A kind of image labeling method learnt based on the multi-modal degree of depth
Technical field
The present invention relates to a kind of image labeling method, particularly relate to the image labeling method learnt based on the multi-modal degree of depth, belong to technical field of image processing.
Background technology
In recent years, along with the sharp increase of amount of images, people need the efficient mark realizing picture material urgently, to realize effective retrieval and the management of large-scale image.

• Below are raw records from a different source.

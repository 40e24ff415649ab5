use serde::{Deserialize, Serialize};
use time::Date;

#[derive(Debug, Clone, PartialEq, Eq, Hash, Serialize, Deserialize)]
pub struct ExpectedReturnDate(Date);

impl ExpectedReturnDate {
    pub fn new(date: impl Into<Date>) -> Self {
        Self(date.into())
    }
}

impl From<ExpectedReturnDate> for Date {
    fn from(date: ExpectedReturnDate) -> Self {
        date.0
    }
}

impl AsRef<Date> for ExpectedReturnDate {
    fn as_ref(&self) -> &Date {
        &self.0
    }
}
pub use crate::error::*;

mod database;
mod entity;
mod error;
mod ledger;
mod modify;
mod policy;
mod query;

#[cfg(feature = "prelude")]
pub mod prelude {
    pub mod entity {
        pub use crate::entity::*;
    }
}

#[cfg(feature = "interface")]
pub mod interface {
    pub mod database {
        pub use crate::database::*;
    }
    pub mod ledger {
        pub use crate::ledger::*;
    }
    pub mod policy {
        pub use crate::policy::*;
    }
    pub mod query {
        pub use crate::query::*;
    }
    pub mod update {
        pub use crate::modify::*;
    }
}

From the angle of pattern-recognition, image labeling problem is considered as distribute one group of label according to content to image, wherein how chooses the suitable characteristics of token image content, mark performance will be affected to a great extent.Due to well-known semantic gap problem, be difficult to when prior art carries out linguistic indexing of pictures reach gratifying result.In recent years, the people such as Hinton proposes to utilize deep neural network, training characteristics effectively from training set.Dissimilar deep neural network, has been successfully applied to various language and information retrieval.These methods find the data structure hidden and effective characteristic feature by depth structure, degree of depth study from training data, improve system performance.
Summary of the invention
The object of the invention there are provided a kind of image labeling method learnt based on the multi-modal degree of depth, and the method is applied to convolutional neural networks technology, optimizes deep-neural-network parameter, improves mark precision.The method is summed up on the basis of single mode study, realize multi-modal study, wherein both comprise the low-level image feature of research token image, as color, shape or texture etc., also similarity function between dimensioned plan picture and mark is comprised, as linear similarity, cosine similarity and radial distance etc.

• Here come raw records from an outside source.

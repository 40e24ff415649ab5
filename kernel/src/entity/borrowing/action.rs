use error_stack::Report;

use crate::error::KernelError;

/// What a borrower asks for on the manage endpoint. `keep` leaves the
/// record untouched.
#[derive(Debug, Clone, Copy, Eq, PartialEq, Default)]
pub enum BorrowingAction {
    #[default]
    Keep,
    Return,
}

impl BorrowingAction {
    pub fn new(value: impl AsRef<str>) -> error_stack::Result<Self, KernelError> {
        match value.as_ref() {
            "keep" => Ok(BorrowingAction::Keep),
            "return" => Ok(BorrowingAction::Return),
            other => Err(Report::new(KernelError::InvalidAction(other.to_string()))),
        }
    }
}

#[cfg(test)]
mod test {
    use crate::entity::BorrowingAction;
    use crate::KernelError;

    #[test]
    fn parses_known_actions() {
        assert_eq!(BorrowingAction::new("keep").unwrap(), BorrowingAction::Keep);
        assert_eq!(
            BorrowingAction::new("return").unwrap(),
            BorrowingAction::Return
        );
    }

    #[test]
    fn rejects_unknown_action() {
        let report = BorrowingAction::new("extend").unwrap_err();
        assert!(matches!(
            report.current_context(),
            KernelError::InvalidAction(value) if value == "extend"
        ));
        assert_eq!(
            report.current_context().to_string(),
            "\"extend\" is not a valid choice."
        );
    }

    #[test]
    fn defaults_to_keep() {
        assert_eq!(BorrowingAction::default(), BorrowingAction::Keep);
    }
}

The present invention solves the technical scheme that its technical matters takes: the invention provides a kind of image labeling method learnt based on the multi-modal degree of depth, the method comprises the following steps:
Step 1: utilize the image pattern collection without label, the node weights of pre-training deep neural network.
Step 2: adopt back-propagation algorithm, optimize the weight of each single mode.
Step 3: the power gradient algorithm adopting on-line study, optimizes the weight between modality combinations.
Deep neural network described in step 1 of the present invention is the convolutional neural networks of employing eight layers, and wherein the first five layer is convolutional layer, and its excess-three layer is full articulamentum; The output of full articulamentum is as the input of Softmax sorter, and Softmax sorter generates the classifications of 1000 marks; Pre-training and fine setting stage all use the objective function of polynomial expression logistic regression.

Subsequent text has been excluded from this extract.